Abonnez-vous à Universalis pour 1 euro

LOSEY JOSEPH (1909-1984)

Le monde comme labyrinthe

Si l'on devait obligatoirement résumer le cinéma de Losey, il faudrait insister sur son caractère essentiellement cérébral ; le cinéaste réussit en effet le tour de force d'inclure, sans effort dans les meilleurs films, certaines émotions et même certaines appréhensions tout à fait concrètes du monde qui nous entoure. Mais cette inclusion ne relève pas d'un appel à la sympathie : elle va tout simplement de soi et maintient la distance irrémédiable qui sépare le créateur de sa création, voire le spectateur du spectacle.
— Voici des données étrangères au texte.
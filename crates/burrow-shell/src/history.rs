//! Append-only command log collaborators.
//!
//! The shell core only ever calls `append` -- fire-and-forget, no read
//! path. Failures are logged and swallowed; a broken history file must
//! never take down a session.

use std::fs::{self, OpenOptions};
use std::io::Write;
use std::path::PathBuf;

/// An append-only sink for executed command lines.
pub trait HistorySink {
    /// Record one raw input line. Must not fail outward.
    fn append(&self, line: &str);
}

/// Discards everything.
#[derive(Debug, Clone, Copy, Default)]
pub struct NullHistory;

impl HistorySink for NullHistory {
    fn append(&self, _line: &str) {}
}

/// Appends one line per command to a file, creating parents as needed.
#[derive(Debug, Clone)]
pub struct FileHistory {
    path: PathBuf,
}

impl FileHistory {
    pub fn new(path: PathBuf) -> Self {
        Self { path }
    }

    fn try_append(&self, line: &str) -> std::io::Result<()> {
        if let Some(parent) = self.path.parent() {
            fs::create_dir_all(parent)?;
        }
        let mut file = OpenOptions::new()
            .create(true)
            .append(true)
            .open(&self.path)?;
        writeln!(file, "{}", line.trim_end_matches('\n'))
    }
}

impl HistorySink for FileHistory {
    fn append(&self, line: &str) {
        if let Err(e) = self.try_append(line) {
            log::warn!("history append failed: {e}");
        }
    }
}
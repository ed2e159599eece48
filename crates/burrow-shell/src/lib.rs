//! Command interpreter for the sandboxed shell.
//!
//! The shell is a registry-based dispatch system. Commands implement the
//! `Command` trait and are registered by name. The interpreter tokenizes
//! input lines, resolves the command name, and dispatches `execute()`.
//! All filesystem access goes through the `burrow-sandbox` resolver, so
//! every operation stays inside the configured root.

mod commands;
mod confirm;
mod history;
mod interpreter;
mod system_commands;
mod text_commands;

/// Register all built-in commands (fs, text, system) into a registry.
pub use commands::register_builtins;
/// Decision capability for destructive operations.
pub use confirm::{ConfirmPolicy, StaticConfirm};
/// Append-only command log collaborators.
pub use history::{FileHistory, HistorySink, NullHistory};
/// A single executable command trait.
pub use interpreter::Command;
/// Outcome of a command: text, nothing, or a termination request.
pub use interpreter::CommandOutput;
/// Registry of available commands with dispatch.
pub use interpreter::CommandRegistry;
/// Shared mutable state passed to every command.
pub use interpreter::Environment;
/// Tokenize a command line respecting quotes and escapes.
pub use interpreter::tokenize;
À une exception près (Modesty Blaise, « divertissement » qui est le seul film d'où son auteur semble totalement absent), les mises en scène de Losey relèvent du « sérieux » : des sujets ou des scénarios ambitieux y sont traités par un homme pour qui les idées générales existent, et qui a d'ailleurs lié sa destinée à un certain respect de soi-même, inséparable de ces idées. Cela ne signifie pas pour autant qu'il s'attache à démontrer des thèses, à plaider des causes ou à suggérer des solutions (malgré sa bonne connaissance de la psychanalyse) : comme pour tous les grands cinéastes américains, l'important est pour lui le conflit de caractères. Aussi son goût des idées ne se satisfait-il ni d'un exposé abstrait ou schématique, ni même d'une démonstration distanciée : il doit à Brecht plutôt des éléments de méthode qu'un principe général ; si une fausse impassibilité se fait jour dans King and Country (et, peut-être, dans la fin de The Big Night, film d'apprentissage), c'est parce que l'excès d'émotion risquerait de paralyser le regard. Tout critique qu'il soit, le cinéma de Losey n'est toutefois jamais seulement critique.

Le tournage de M. Klein se termina en pleine accélération de verve créatrice, Losey, plus que sexagénaire, abrégeant le plan de tournage et simplifiant les problèmes : cela a donné l'un de ses films les plus achevés. Pour Losey le travail est aussi indispensable que la respiration et en cela il s'apparente curieusement aux « derniers primitifs », comme Raoul Walsh, son pessimisme foncier trouvant ainsi un contrepoids. Longtemps hanté par le masochisme (Gipsy, Eva, The Servant, Secret Ceremony..., et bien des détails dans des films plus récents), il donne l'impression de ne parler (passé sa période « américaine ») que d'échecs ou de déchéances. Mais outre que le goût du bonheur, évident dans The Boy with Green Hair et Lawless, dénaturé mais certain chez l'ambitieux de The Prowler, n'est pas absent, fût-il fugitif de son œuvre ultérieure (comme dans Blind Date, dans The Criminal, ou dans Accident), le renvoyer à l'existentialisme sartrien serait un contresens. Aucun de ses héros ne peut être directement identifié au cinéaste. Certaines des figures qu'il agite sont en proie à la honte et au doute sur leur identité profonde ; certaines seulement : en règle générale, le héros de Losey est mû par l'ambition ou le désir de connaître. Il doit fréquemment assumer un parcours comportant une effraction : celle-ci peut le réconcilier avec lui-même (The Big Night), l'amener à sa perte (Eva et aussi M. Klein) ou à une perte qui se révèle être un triomphe (Michael Redgrave dans Time without Pity). La découverte peut se révéler inutile (Accident) ou laisser une blessure inguérissable (The Go-Between) ou encore entraîner une catastrophe pour autrui (The Servant, Secret Ceremony, Boom !).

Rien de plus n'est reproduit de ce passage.